> **PROMPT**
Report back every line of the entries that contains "struct", exactly as written.

> **DATA FOR REVIEW**
□ □ □ □ □ □ □
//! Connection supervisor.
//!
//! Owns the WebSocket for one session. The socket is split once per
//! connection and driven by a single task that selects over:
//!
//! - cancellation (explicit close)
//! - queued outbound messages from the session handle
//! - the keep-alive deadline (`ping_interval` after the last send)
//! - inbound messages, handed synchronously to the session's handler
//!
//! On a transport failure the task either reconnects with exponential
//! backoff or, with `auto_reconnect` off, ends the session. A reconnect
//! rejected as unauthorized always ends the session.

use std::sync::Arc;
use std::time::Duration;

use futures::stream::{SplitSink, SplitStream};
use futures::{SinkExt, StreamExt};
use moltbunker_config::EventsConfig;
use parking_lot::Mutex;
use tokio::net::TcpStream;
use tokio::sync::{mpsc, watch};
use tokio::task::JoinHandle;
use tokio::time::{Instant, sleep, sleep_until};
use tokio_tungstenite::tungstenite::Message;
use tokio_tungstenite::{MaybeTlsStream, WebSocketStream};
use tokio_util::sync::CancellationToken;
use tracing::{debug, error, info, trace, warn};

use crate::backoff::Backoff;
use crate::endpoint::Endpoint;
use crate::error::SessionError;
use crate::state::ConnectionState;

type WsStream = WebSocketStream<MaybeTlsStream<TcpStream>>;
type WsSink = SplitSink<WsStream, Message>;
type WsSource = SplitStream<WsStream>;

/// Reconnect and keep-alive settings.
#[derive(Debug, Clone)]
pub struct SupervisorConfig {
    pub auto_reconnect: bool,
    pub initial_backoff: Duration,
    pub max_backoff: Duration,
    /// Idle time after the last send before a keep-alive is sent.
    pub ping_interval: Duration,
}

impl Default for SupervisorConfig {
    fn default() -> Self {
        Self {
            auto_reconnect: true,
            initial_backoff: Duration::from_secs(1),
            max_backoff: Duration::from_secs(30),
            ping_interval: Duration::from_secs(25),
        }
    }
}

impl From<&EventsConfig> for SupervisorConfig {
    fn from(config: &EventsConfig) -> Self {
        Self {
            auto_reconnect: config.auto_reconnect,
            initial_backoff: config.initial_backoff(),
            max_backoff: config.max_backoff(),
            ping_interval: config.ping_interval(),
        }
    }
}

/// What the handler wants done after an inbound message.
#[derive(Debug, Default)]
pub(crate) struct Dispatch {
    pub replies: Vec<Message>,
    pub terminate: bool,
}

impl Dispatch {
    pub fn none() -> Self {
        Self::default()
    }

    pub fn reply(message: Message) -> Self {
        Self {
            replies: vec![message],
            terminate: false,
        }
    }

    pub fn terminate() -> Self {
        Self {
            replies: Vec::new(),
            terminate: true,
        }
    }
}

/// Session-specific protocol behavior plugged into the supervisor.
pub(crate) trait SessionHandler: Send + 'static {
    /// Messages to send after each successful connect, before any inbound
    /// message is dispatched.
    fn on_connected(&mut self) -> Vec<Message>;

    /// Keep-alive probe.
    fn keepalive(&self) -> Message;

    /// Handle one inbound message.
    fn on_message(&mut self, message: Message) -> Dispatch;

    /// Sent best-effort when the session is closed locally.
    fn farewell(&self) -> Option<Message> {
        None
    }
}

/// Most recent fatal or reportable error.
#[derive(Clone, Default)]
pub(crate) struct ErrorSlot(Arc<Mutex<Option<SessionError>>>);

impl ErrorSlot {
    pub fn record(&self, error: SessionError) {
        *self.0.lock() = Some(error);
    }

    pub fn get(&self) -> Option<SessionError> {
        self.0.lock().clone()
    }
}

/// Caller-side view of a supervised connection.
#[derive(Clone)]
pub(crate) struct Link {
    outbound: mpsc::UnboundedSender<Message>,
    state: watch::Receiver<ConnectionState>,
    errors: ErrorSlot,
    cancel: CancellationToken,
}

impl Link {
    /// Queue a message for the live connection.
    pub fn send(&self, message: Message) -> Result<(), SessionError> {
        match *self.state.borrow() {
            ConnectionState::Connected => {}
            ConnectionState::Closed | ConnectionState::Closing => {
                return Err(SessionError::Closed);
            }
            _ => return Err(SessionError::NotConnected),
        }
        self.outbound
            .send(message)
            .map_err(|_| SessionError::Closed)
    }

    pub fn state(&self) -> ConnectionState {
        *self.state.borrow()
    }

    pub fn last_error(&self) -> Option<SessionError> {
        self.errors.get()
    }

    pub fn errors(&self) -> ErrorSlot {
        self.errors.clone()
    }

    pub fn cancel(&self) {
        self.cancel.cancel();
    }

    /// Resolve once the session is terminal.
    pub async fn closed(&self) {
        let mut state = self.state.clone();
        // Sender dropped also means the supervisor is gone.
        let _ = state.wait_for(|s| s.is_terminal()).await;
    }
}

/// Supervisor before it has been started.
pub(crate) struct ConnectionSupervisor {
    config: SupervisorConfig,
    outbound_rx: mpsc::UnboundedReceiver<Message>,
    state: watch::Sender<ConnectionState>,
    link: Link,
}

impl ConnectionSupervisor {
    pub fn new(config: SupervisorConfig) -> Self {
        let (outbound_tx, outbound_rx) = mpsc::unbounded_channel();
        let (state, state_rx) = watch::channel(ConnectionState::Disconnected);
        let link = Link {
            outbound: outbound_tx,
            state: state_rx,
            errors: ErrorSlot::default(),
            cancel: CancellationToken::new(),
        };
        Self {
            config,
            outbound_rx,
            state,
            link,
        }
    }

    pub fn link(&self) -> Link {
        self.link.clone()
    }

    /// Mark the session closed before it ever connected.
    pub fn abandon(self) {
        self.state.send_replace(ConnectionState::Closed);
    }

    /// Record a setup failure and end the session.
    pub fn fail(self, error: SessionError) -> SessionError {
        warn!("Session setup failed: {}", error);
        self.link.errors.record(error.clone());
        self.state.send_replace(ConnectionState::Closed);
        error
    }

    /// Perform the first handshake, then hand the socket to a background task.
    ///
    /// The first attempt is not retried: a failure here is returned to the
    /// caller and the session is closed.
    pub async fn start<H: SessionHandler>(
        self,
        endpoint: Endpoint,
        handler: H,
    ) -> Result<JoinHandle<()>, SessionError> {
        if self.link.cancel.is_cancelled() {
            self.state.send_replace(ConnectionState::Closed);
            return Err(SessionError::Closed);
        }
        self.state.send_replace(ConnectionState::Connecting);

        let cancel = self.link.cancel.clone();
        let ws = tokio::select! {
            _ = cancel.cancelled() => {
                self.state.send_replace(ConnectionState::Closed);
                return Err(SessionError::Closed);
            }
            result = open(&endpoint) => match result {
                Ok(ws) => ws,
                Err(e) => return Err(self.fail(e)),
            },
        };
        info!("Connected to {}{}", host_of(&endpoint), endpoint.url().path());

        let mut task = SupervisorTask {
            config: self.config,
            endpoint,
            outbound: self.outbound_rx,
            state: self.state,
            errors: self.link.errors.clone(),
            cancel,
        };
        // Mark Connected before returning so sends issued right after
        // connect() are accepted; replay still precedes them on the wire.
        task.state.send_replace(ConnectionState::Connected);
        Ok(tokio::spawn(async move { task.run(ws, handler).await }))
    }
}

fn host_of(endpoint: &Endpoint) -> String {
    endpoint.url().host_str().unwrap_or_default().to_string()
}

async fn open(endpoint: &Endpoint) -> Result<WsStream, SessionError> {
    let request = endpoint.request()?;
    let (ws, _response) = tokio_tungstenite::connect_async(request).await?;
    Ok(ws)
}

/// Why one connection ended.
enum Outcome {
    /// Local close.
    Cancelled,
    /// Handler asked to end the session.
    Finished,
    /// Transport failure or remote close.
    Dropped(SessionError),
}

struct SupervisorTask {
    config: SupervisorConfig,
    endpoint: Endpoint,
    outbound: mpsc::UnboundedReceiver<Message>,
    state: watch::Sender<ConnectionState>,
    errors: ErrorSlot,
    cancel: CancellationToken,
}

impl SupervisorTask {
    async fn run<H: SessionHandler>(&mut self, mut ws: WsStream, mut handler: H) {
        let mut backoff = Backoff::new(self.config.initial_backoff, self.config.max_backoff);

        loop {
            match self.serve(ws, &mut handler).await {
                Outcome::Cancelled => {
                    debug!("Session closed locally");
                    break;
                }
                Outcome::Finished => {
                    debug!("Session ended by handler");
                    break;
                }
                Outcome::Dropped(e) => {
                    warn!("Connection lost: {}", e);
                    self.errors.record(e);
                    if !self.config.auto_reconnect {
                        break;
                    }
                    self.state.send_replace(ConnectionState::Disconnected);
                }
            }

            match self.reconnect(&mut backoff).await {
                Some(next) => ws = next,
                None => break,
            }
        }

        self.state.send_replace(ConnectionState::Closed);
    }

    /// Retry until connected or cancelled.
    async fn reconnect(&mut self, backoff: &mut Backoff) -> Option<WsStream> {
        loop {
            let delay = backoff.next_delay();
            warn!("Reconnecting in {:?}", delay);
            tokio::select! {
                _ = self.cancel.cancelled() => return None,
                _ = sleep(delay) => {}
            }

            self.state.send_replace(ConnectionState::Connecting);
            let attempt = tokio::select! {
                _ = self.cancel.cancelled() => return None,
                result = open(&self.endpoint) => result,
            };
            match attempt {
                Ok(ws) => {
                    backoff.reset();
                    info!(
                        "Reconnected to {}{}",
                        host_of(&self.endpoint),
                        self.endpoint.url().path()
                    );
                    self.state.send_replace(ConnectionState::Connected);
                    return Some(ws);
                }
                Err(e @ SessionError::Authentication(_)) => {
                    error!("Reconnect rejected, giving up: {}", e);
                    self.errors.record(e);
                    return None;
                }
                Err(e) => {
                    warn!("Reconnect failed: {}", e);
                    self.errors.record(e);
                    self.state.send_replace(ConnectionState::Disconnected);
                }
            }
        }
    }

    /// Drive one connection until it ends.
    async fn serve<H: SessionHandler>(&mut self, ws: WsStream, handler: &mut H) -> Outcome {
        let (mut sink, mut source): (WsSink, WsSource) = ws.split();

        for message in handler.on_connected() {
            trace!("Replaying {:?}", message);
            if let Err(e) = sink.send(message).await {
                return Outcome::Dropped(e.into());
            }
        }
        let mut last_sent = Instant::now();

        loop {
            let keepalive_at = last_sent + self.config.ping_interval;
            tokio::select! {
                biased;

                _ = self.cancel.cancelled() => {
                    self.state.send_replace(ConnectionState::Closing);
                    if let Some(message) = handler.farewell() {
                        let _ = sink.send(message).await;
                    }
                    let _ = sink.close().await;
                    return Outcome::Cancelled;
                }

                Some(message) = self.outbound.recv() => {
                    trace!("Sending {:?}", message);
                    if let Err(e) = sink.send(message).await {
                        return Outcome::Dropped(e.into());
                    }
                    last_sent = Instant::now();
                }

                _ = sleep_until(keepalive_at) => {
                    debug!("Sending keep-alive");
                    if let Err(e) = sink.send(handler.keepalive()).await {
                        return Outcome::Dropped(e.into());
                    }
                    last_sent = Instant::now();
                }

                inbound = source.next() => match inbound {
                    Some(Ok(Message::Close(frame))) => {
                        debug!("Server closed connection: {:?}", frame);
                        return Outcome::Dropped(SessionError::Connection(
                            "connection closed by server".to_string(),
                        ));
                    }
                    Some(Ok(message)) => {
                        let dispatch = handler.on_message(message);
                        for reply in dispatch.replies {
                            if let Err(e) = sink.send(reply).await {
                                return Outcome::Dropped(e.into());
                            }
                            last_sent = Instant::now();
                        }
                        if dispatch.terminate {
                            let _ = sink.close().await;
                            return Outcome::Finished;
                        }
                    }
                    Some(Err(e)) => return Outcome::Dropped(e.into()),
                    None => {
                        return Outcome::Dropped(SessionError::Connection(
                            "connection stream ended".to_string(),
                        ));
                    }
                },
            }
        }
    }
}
□ □ □ □ □ □ □
> **YOUR RESPONSE**
pub struct SupervisorConfig {
pub(crate) struct Dispatch {
pub(crate) struct ErrorSlot(Arc<Mutex<Option<SessionError>>>);
pub(crate) struct Link {
pub(crate) struct ConnectionSupervisor {
struct SupervisorTask {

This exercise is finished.